### LISTED RECORDS

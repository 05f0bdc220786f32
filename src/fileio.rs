//! Filesystem plumbing for file-backed accessors.
//!
//! Two read strategies: windows at or above [`MMAP_THRESHOLD`] are mapped
//! read-only with the map offset aligned down to a page boundary (the
//! intra-page skew is reported back so the accessor can place its window),
//! smaller windows are read into a heap buffer in bounded chunks. Output
//! files are created eagerly, truncating any previous content, and receive
//! the whole buffered window in one flush.

use std::fs::{File, OpenOptions};
use std::io::{Read, Seek, SeekFrom, Write};
use std::path::Path;

use log::debug;
use memmap2::{Mmap, MmapOptions};

use crate::error::{Error, Result};

/// Smallest window opened through a file mapping rather than a buffered read.
pub const MMAP_THRESHOLD: usize = 64 * 1024;

/// Largest single transfer requested from the OS while filling a buffer.
pub(crate) const MAX_READ_CHUNK: usize = 1 << 30;

/// Options for opening output files.
#[derive(Debug, Clone, Copy, Default)]
pub struct WriteOptions {
    /// Create missing parent directories before opening.
    pub create_parents: bool,
    /// Unix permission bits for newly created files; `None` keeps the
    /// process default.
    pub mode: Option<u32>,
}

/// Host page size, used to align map offsets.
pub(crate) fn page_size() -> u64 {
    // SAFETY: sysconf with a valid name has no preconditions.
    let sz = unsafe { libc::sysconf(libc::_SC_PAGESIZE) };
    if sz <= 0 {
        4096
    } else {
        sz as u64
    }
}

/// Size of the file at `path`, opening it read-only.
pub(crate) fn open_input(path: &Path) -> Result<(File, u64)> {
    let file = File::open(path).map_err(Error::open)?;
    let len = file.metadata().map_err(Error::host)?.len();
    Ok((file, len))
}

/// Reads exactly `size` bytes starting at `offset` into fresh heap storage.
///
/// Transfers are bounded to [`MAX_READ_CHUNK`] per call; a zero-length
/// transfer before the window is full is a host failure, not end-of-data,
/// because the window was validated against the file size beforehand.
pub(crate) fn read_window(file: &mut File, offset: u64, size: usize) -> Result<Box<[u8]>> {
    let mut buf = Vec::new();
    buf.try_reserve_exact(size.max(1))
        .map_err(|_| Error::OutOfMemory)?;
    buf.resize(size, 0);

    file.seek(SeekFrom::Start(offset)).map_err(Error::host)?;
    let mut filled = 0usize;
    while filled < size {
        let upper = (filled + MAX_READ_CHUNK).min(size);
        let n = file.read(&mut buf[filled..upper]).map_err(Error::host)?;
        if n == 0 {
            return Err(Error::Host(std::io::ErrorKind::UnexpectedEof));
        }
        filled += n;
    }
    Ok(buf.into_boxed_slice())
}

/// Maps `[offset, offset + size)` of `file` read-only.
///
/// Returns the mapping together with the page-aligned offset it actually
/// starts at and the skew of the requested offset within the first page.
/// The mapping spans `size + skew` bytes so the logical window begins
/// `skew` bytes into it.
pub(crate) fn map_window(file: &File, offset: u64, size: usize) -> Result<(Mmap, u64, usize)> {
    let skew = (offset % page_size()) as usize;
    let map_offset = offset - skew as u64;
    let map_len = size + skew;
    // SAFETY: the mapping is private and read-only; the file stays open for
    // the lifetime of the map.
    let map = unsafe {
        MmapOptions::new()
            .offset(map_offset)
            .len(map_len)
            .map(file)
            .map_err(Error::host)?
    };
    debug!(
        "mapped {} bytes at file offset {} (skew {})",
        map_len, map_offset, skew
    );
    Ok((map, map_offset, skew))
}

/// Creates (or truncates) the output file at `path`.
pub(crate) fn create_output(path: &Path, options: WriteOptions) -> Result<File> {
    if options.create_parents {
        if let Some(parent) = path.parent() {
            if !parent.as_os_str().is_empty() {
                std::fs::create_dir_all(parent).map_err(Error::host)?;
            }
        }
    }
    let mut open = OpenOptions::new();
    open.write(true).create(true).truncate(true);
    #[cfg(unix)]
    if let Some(mode) = options.mode {
        use std::os::unix::fs::OpenOptionsExt;
        open.mode(mode);
    }
    #[cfg(not(unix))]
    let _ = options.mode;
    let file = open.open(path).map_err(Error::open)?;
    debug!("created output file {}", path.display());
    Ok(file)
}

/// Writes `bytes` to `file` as one block.
pub(crate) fn flush_output(file: &mut File, bytes: &[u8]) -> Result<()> {
    file.write_all(bytes).map_err(Error::write)?;
    file.flush().map_err(Error::write)
}

#[cfg(test)]
mod tests {
    use super::*;
    use std::io::Write as _;

    #[test]
    fn page_size_is_sane() {
        let p = page_size();
        assert!(p >= 512 && p.is_power_of_two());
    }

    #[test]
    fn read_window_reads_exact_span() {
        let mut tmp = tempfile::NamedTempFile::new().unwrap();
        tmp.write_all(&[0u8, 1, 2, 3, 4, 5, 6, 7]).unwrap();
        let (mut file, len) = open_input(tmp.path()).unwrap();
        assert_eq!(len, 8);
        let bytes = read_window(&mut file, 2, 4).unwrap();
        assert_eq!(&bytes[..], &[2, 3, 4, 5]);
    }

    #[test]
    fn read_window_zero_size_is_empty() {
        let mut tmp = tempfile::NamedTempFile::new().unwrap();
        tmp.write_all(b"x").unwrap();
        let (mut file, _) = open_input(tmp.path()).unwrap();
        let bytes = read_window(&mut file, 0, 0).unwrap();
        assert!(bytes.is_empty());
    }

    #[test]
    fn map_window_reports_skew() {
        let mut tmp = tempfile::NamedTempFile::new().unwrap();
        let page = page_size() as usize;
        let payload: Vec<u8> = (0..page + 64).map(|i| i as u8).collect();
        tmp.write_all(&payload).unwrap();
        let (file, _) = open_input(tmp.path()).unwrap();

        // Offset inside the first page: the map starts at 0 with a skew.
        let (map, map_offset, skew) = map_window(&file, 3, 16).unwrap();
        assert_eq!(map_offset, 0);
        assert_eq!(skew, 3);
        assert_eq!(&map[skew..skew + 16], &payload[3..19]);

        // Page-aligned offset: no skew.
        let (map, map_offset, skew) = map_window(&file, page as u64, 8).unwrap();
        assert_eq!(map_offset, page as u64);
        assert_eq!(skew, 0);
        assert_eq!(&map[..8], &payload[page..page + 8]);
    }

    #[test]
    fn create_output_truncates_and_makes_parents() {
        let dir = tempfile::tempdir().unwrap();
        let path = dir.path().join("deep/nested/out.bin");
        let mut file = create_output(
            &path,
            WriteOptions {
                create_parents: true,
                mode: None,
            },
        )
        .unwrap();
        flush_output(&mut file, b"hello").unwrap();
        drop(file);
        // Reopen: previous content is gone.
        let mut file = create_output(&path, WriteOptions::default()).unwrap();
        flush_output(&mut file, b"hi").unwrap();
        drop(file);
        assert_eq!(std::fs::read(&path).unwrap(), b"hi");
    }
}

######

**WHAT YOU ARE ASKED TO DO**
What you return should match every line above exactly.

**EXERCISE ANSWER**
repository 05f0bdc220786f32
filename src/fileio.rs
//! Filesystem plumbing for file-backed accessors.
//!
//! Two read strategies: windows at or above [`MMAP_THRESHOLD`] are mapped
//! read-only with the map offset aligned down to a page boundary (the
//! intra-page skew is reported back so the accessor can place its window),
//! smaller windows are read into a heap buffer in bounded chunks. Output
//! files are created eagerly, truncating any previous content, and receive
//! the whole buffered window in one flush.

use std::fs::{File, OpenOptions};
use std::io::{Read, Seek, SeekFrom, Write};
use std::path::Path;

use log::debug;
use memmap2::{Mmap, MmapOptions};

use crate::error::{Error, Result};

/// Smallest window opened through a file mapping rather than a buffered read.
pub const MMAP_THRESHOLD: usize = 64 * 1024;

/// Largest single transfer requested from the OS while filling a buffer.
pub(crate) const MAX_READ_CHUNK: usize = 1 << 30;

/// Options for opening output files.
#[derive(Debug, Clone, Copy, Default)]
pub struct WriteOptions {
    /// Create missing parent directories before opening.
    pub create_parents: bool,
    /// Unix permission bits for newly created files; `None` keeps the
    /// process default.
    pub mode: Option<u32>,
}

/// Host page size, used to align map offsets.
pub(crate) fn page_size() -> u64 {
    // SAFETY: sysconf with a valid name has no preconditions.
    let sz = unsafe { libc::sysconf(libc::_SC_PAGESIZE) };
    if sz <= 0 {
        4096
    } else {
        sz as u64
    }
}

/// Size of the file at `path`, opening it read-only.
pub(crate) fn open_input(path: &Path) -> Result<(File, u64)> {
    let file = File::open(path).map_err(Error::open)?;
    let len = file.metadata().map_err(Error::host)?.len();
    Ok((file, len))
}

/// Reads exactly `size` bytes starting at `offset` into fresh heap storage.
///
/// Transfers are bounded to [`MAX_READ_CHUNK`] per call; a zero-length
/// transfer before the window is full is a host failure, not end-of-data,
/// because the window was validated against the file size beforehand.
pub(crate) fn read_window(file: &mut File, offset: u64, size: usize) -> Result<Box<[u8]>> {
    let mut buf = Vec::new();
    buf.try_reserve_exact(size.max(1))
        .map_err(|_| Error::OutOfMemory)?;
    buf.resize(size, 0);

    file.seek(SeekFrom::Start(offset)).map_err(Error::host)?;
    let mut filled = 0usize;
    while filled < size {
        let upper = (filled + MAX_READ_CHUNK).min(size);
        let n = file.read(&mut buf[filled..upper]).map_err(Error::host)?;
        if n == 0 {
            return Err(Error::Host(std::io::ErrorKind::UnexpectedEof));
        }
        filled += n;
    }
    Ok(buf.into_boxed_slice())
}

/// Maps `[offset, offset + size)` of `file` read-only.
///
/// Returns the mapping together with the page-aligned offset it actually
/// starts at and the skew of the requested offset within the first page.
/// The mapping spans `size + skew` bytes so the logical window begins
/// `skew` bytes into it.
pub(crate) fn map_window(file: &File, offset: u64, size: usize) -> Result<(Mmap, u64, usize)> {
    let skew = (offset % page_size()) as usize;
    let map_offset = offset - skew as u64;
    let map_len = size + skew;
    // SAFETY: the mapping is private and read-only; the file stays open for
    // the lifetime of the map.
    let map = unsafe {
        MmapOptions::new()
            .offset(map_offset)
            .len(map_len)
            .map(file)
            .map_err(Error::host)?
    };
    debug!(
        "mapped {} bytes at file offset {} (skew {})",
        map_len, map_offset, skew
    );
    Ok((map, map_offset, skew))
}

/// Creates (or truncates) the output file at `path`.
pub(crate) fn create_output(path: &Path, options: WriteOptions) -> Result<File> {
    if options.create_parents {
        if let Some(parent) = path.parent() {
            if !parent.as_os_str().is_empty() {
                std::fs::create_dir_all(parent).map_err(Error::host)?;
            }
        }
    }
    let mut open = OpenOptions::new();
    open.write(true).create(true).truncate(true);
    #[cfg(unix)]
    if let Some(mode) = options.mode {
        use std::os::unix::fs::OpenOptionsExt;
        open.mode(mode);
    }
    #[cfg(not(unix))]
    let _ = options.mode;
    let file = open.open(path).map_err(Error::open)?;
    debug!("created output file {}", path.display());
    Ok(file)
}

/// Writes `bytes` to `file` as one block.
pub(crate) fn flush_output(file: &mut File, bytes: &[u8]) -> Result<()> {
    file.write_all(bytes).map_err(Error::write)?;
    file.flush().map_err(Error::write)
}

#[cfg(test)]
mod tests {
    use super::*;
    use std::io::Write as _;

    #[test]
    fn page_size_is_sane() {
        let p = page_size();
        assert!(p >= 512 && p.is_power_of_two());
    }

    #[test]
    fn read_window_reads_exact_span() {
        let mut tmp = tempfile::NamedTempFile::new().unwrap();
        tmp.write_all(&[0u8, 1, 2, 3, 4, 5, 6, 7]).unwrap();
        let (mut file, len) = open_input(tmp.path()).unwrap();
        assert_eq!(len, 8);
        let bytes = read_window(&mut file, 2, 4).unwrap();
        assert_eq!(&bytes[..], &[2, 3, 4, 5]);
    }

    #[test]
    fn read_window_zero_size_is_empty() {
        let mut tmp = tempfile::NamedTempFile::new().unwrap();
        tmp.write_all(b"x").unwrap();
        let (mut file, _) = open_input(tmp.path()).unwrap();
        let bytes = read_window(&mut file, 0, 0).unwrap();
        assert!(bytes.is_empty());
    }

    #[test]
    fn map_window_reports_skew() {
        let mut tmp = tempfile::NamedTempFile::new().unwrap();
        let page = page_size() as usize;
        let payload: Vec<u8> = (0..page + 64).map(|i| i as u8).collect();
        tmp.write_all(&payload).unwrap();
        let (file, _) = open_input(tmp.path()).unwrap();

        // Offset inside the first page: the map starts at 0 with a skew.
        let (map, map_offset, skew) = map_window(&file, 3, 16).unwrap();
        assert_eq!(map_offset, 0);
        assert_eq!(skew, 3);
        assert_eq!(&map[skew..skew + 16], &payload[3..19]);

        // Page-aligned offset: no skew.
        let (map, map_offset, skew) = map_window(&file, page as u64, 8).unwrap();
        assert_eq!(map_offset, page as u64);
        assert_eq!(skew, 0);
        assert_eq!(&map[..8], &payload[page..page + 8]);
    }

    #[test]
    fn create_output_truncates_and_makes_parents() {
        let dir = tempfile::tempdir().unwrap();
        let path = dir.path().join("deep/nested/out.bin");
        let mut file = create_output(
            &path,
            WriteOptions {
                create_parents: true,
                mode: None,
            },
        )
        .unwrap();
        flush_output(&mut file, b"hello").unwrap();
        drop(file);
        // Reopen: previous content is gone.
        let mut file = create_output(&path, WriteOptions::default()).unwrap();
        flush_output(&mut file, b"hi").unwrap();
        drop(file);
        assert_eq!(std::fs::read(&path).unwrap(), b"hi");
    }
}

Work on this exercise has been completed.